The neighborhood is served by Dallas Independent School District public schools:

- K. B. Polk Center for Academically Talented and Gifted (Pre-K-5) in neighboring Elm Thicket/North Park neighborhood
- Edward H Cary Middle School (6-8) in Walnut Hill neighborhood
- Thomas Jefferson High School (9-12) in Walnut Hill neighborhood

Sudie L. Williams Talented and Gifted Academy (located in the nearby Bluffview neighborhood) serves academically talented and gifted students in grades four through six (expanding to eighth grade by 2020). Admission to Williams is based on academic achievement and an application is required.

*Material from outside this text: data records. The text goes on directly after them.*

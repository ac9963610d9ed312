//! Declarative document type definitions.
//!
//! Document types can be written in YAML and built into descriptors:
//!
//! ```yaml
//! name: Detection
//! fields:
//!   label: { kind: string }
//!   confidence: { kind: float, min_value: 0.0, max_value: 1.0 }
//!   tags: { kind: list, field: { kind: string } }
//!   mask: { kind: array }
//! ```
//!
//! Unknown kinds fail with `InvalidFieldType`; options that do not fit the
//! kind fail with `InvalidFieldConfig`.

use std::sync::Arc;

use indexmap::IndexMap;
use serde::{Deserialize, Serialize};
use tracing::trace;

use crate::codec::ArrayCodec;
use crate::config::FieldsConfig;
use crate::document::{DocumentRegistry, DocumentType};
use crate::error::{FieldError, Result};
use crate::fields::{
    ArrayField, BooleanField, DictField, Field, FloatField, ImageLabelsField, IntField, ListField,
    StringField, VectorField,
};

/// Declaration of a single field.
#[derive(Debug, Clone, Default, Serialize, Deserialize, PartialEq)]
pub struct FieldSchema {
    pub kind: String,
    /// Element field of a `list`, value field of a `dict`
    #[serde(default, skip_serializing_if = "Option::is_none")]
    pub field: Option<Box<FieldSchema>>,
    #[serde(default, skip_serializing_if = "Option::is_none")]
    pub min_value: Option<f64>,
    #[serde(default, skip_serializing_if = "Option::is_none")]
    pub max_value: Option<f64>,
    #[serde(default, skip_serializing_if = "Option::is_none")]
    pub min_length: Option<usize>,
    #[serde(default, skip_serializing_if = "Option::is_none")]
    pub max_length: Option<usize>,
    #[serde(default, skip_serializing_if = "Option::is_none")]
    pub regex: Option<String>,
    #[serde(default, skip_serializing_if = "Option::is_none")]
    pub document_type: Option<String>,
    #[serde(default, skip_serializing_if = "Option::is_none")]
    pub compression_level: Option<i32>,
}

impl FieldSchema {
    pub fn new(kind: impl Into<String>) -> Self {
        Self {
            kind: kind.into(),
            ..Self::default()
        }
    }

    fn config_error(&self, message: impl Into<String>) -> FieldError {
        FieldError::InvalidFieldConfig {
            kind: self.kind.clone(),
            message: message.into(),
        }
    }

    fn reject(&self, present: bool, option: &str) -> Result<()> {
        if present {
            return Err(self.config_error(format!("'{option}' does not apply")));
        }
        Ok(())
    }

    fn check_options(&self) -> Result<()> {
        let kind = self.kind.as_str();
        self.reject(self.field.is_some() && !matches!(kind, "list" | "dict"), "field")?;
        self.reject(
            (self.min_value.is_some() || self.max_value.is_some())
                && !matches!(kind, "int" | "float"),
            "min_value/max_value",
        )?;
        self.reject(
            (self.min_length.is_some() || self.max_length.is_some() || self.regex.is_some())
                && kind != "string",
            "min_length/max_length/regex",
        )?;
        self.reject(
            self.document_type.is_some() && kind != "embedded-document",
            "document_type",
        )?;
        self.reject(
            self.compression_level.is_some() && kind != "array",
            "compression_level",
        )
    }

    /// Build the element field of a container, which must be a known kind.
    fn build_element(
        &self,
        registry: &DocumentRegistry,
        config: &FieldsConfig,
    ) -> Result<Option<Field>> {
        self.field
            .as_deref()
            .map(|element| element.build(registry, config))
            .transpose()
    }

    /// Build the descriptor this schema declares.
    pub fn build(&self, registry: &DocumentRegistry, config: &FieldsConfig) -> Result<Field> {
        self.check_options()?;
        let field: Field = match self.kind.as_str() {
            "boolean" => BooleanField::new().into(),
            "int" => {
                let mut field = IntField::new();
                if let Some(min) = self.min_value {
                    field = field.with_min(integer_bound(self, min)?);
                }
                if let Some(max) = self.max_value {
                    field = field.with_max(integer_bound(self, max)?);
                }
                field.into()
            }
            "float" => {
                let mut field = FloatField::new();
                if let Some(min) = self.min_value {
                    field = field.with_min(min);
                }
                if let Some(max) = self.max_value {
                    field = field.with_max(max);
                }
                field.into()
            }
            "string" => {
                let mut field = StringField::new();
                if let Some(min) = self.min_length {
                    field = field.with_min_length(min);
                }
                if let Some(max) = self.max_length {
                    field = field.with_max_length(max);
                }
                if let Some(pattern) = &self.regex {
                    field = field.with_regex(pattern)?;
                }
                field.into()
            }
            "list" => ListField::new(self.build_element(registry, config)?).into(),
            "dict" => DictField::new(self.build_element(registry, config)?).into(),
            "vector" => VectorField::new().into(),
            "array" => {
                let level = self.compression_level.unwrap_or(config.compression_level);
                ArrayField::with_codec(ArrayCodec::new(level)).into()
            }
            "image-labels" => ImageLabelsField::new().into(),
            "embedded-document" => {
                let name = self
                    .document_type
                    .as_deref()
                    .ok_or_else(|| self.config_error("'document_type' is required"))?;
                registry.embedded_field(name).into()
            }
            other => {
                return Err(FieldError::InvalidFieldType {
                    found: other.to_string(),
                })
            }
        };
        trace!(kind = %self.kind, field = %field, "built field");
        Ok(field)
    }
}

fn integer_bound(schema: &FieldSchema, bound: f64) -> Result<i64> {
    if bound.fract() != 0.0 || !bound.is_finite() {
        return Err(schema.config_error(format!("{bound} is not an integer bound")));
    }
    // i64 spans [-2^63, 2^63)
    if !(-9_223_372_036_854_775_808.0..9_223_372_036_854_775_808.0).contains(&bound) {
        return Err(schema.config_error(format!("{bound} is outside the integer range")));
    }
    Ok(bound as i64)
}

/// Declaration of a document type.
#[derive(Debug, Clone, Serialize, Deserialize, PartialEq)]
pub struct DocumentSchema {
    pub name: String,
    #[serde(default, skip_serializing_if = "Option::is_none")]
    pub strict: Option<bool>,
    #[serde(default)]
    pub fields: IndexMap<String, FieldSchema>,
}

impl DocumentSchema {
    pub fn from_yaml(yaml: &str) -> Result<Self> {
        Ok(serde_yaml_ng::from_str(yaml)?)
    }

    /// Build the document type, naming any field that fails to build.
    pub fn build(
        &self,
        registry: &DocumentRegistry,
        config: &FieldsConfig,
    ) -> Result<DocumentType> {
        let mut doc_type = DocumentType::new(&self.name)
            .strict(self.strict.unwrap_or(config.strict_documents));
        for (name, schema) in &self.fields {
            let field = schema
                .build(registry, config)
                .map_err(|e| match e {
                    FieldError::InvalidFieldConfig { kind, message } => {
                        FieldError::InvalidFieldConfig {
                            kind,
                            message: format!("field '{name}': {message}"),
                        }
                    }
                    other => other,
                })?;
            doc_type = doc_type.field(name.clone(), field);
        }
        Ok(doc_type)
    }
}

impl DocumentRegistry {
    /// Parse, build and register a YAML document type definition.
    pub fn register_yaml(&self, yaml: &str, config: &FieldsConfig) -> Result<Arc<DocumentType>> {
        let schema = DocumentSchema::from_yaml(yaml)?;
        self.register(schema.build(self, config)?)
    }
}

Henry W. Longfellow Career Exploration Academy (located next door within the Greenway Crest neighborhood) serves students in grades 6-8 selected through the magnet process. The students receive the same basic middle school program offered in all Dallas Independent School District middle schools. However, special focus is placed on the exploration and development of each student's interests and abilities.

=== Private schools ===

Nearby private schools include Good Shepherd Episcopal School (PreK-8), St. Mark's School of Texas (1-12), The Hockaday School (PreK-12, Girls), Greenhill School (PreK-12), The Episcopal School of Dallas (PreK-12), Jesuit College Preparatory School of Dallas (9-12, Boys), The Lamplighter School (PreK-4), Ursuline Academy of Dallas, and Christ the King Catholic School (K-8).

=== Colleges and universities ===

Greenway Parks is in the Dallas County Community College District, which offers academic, continuing education, and adult education programs through seven community colleges and 14 campuses in Dallas County.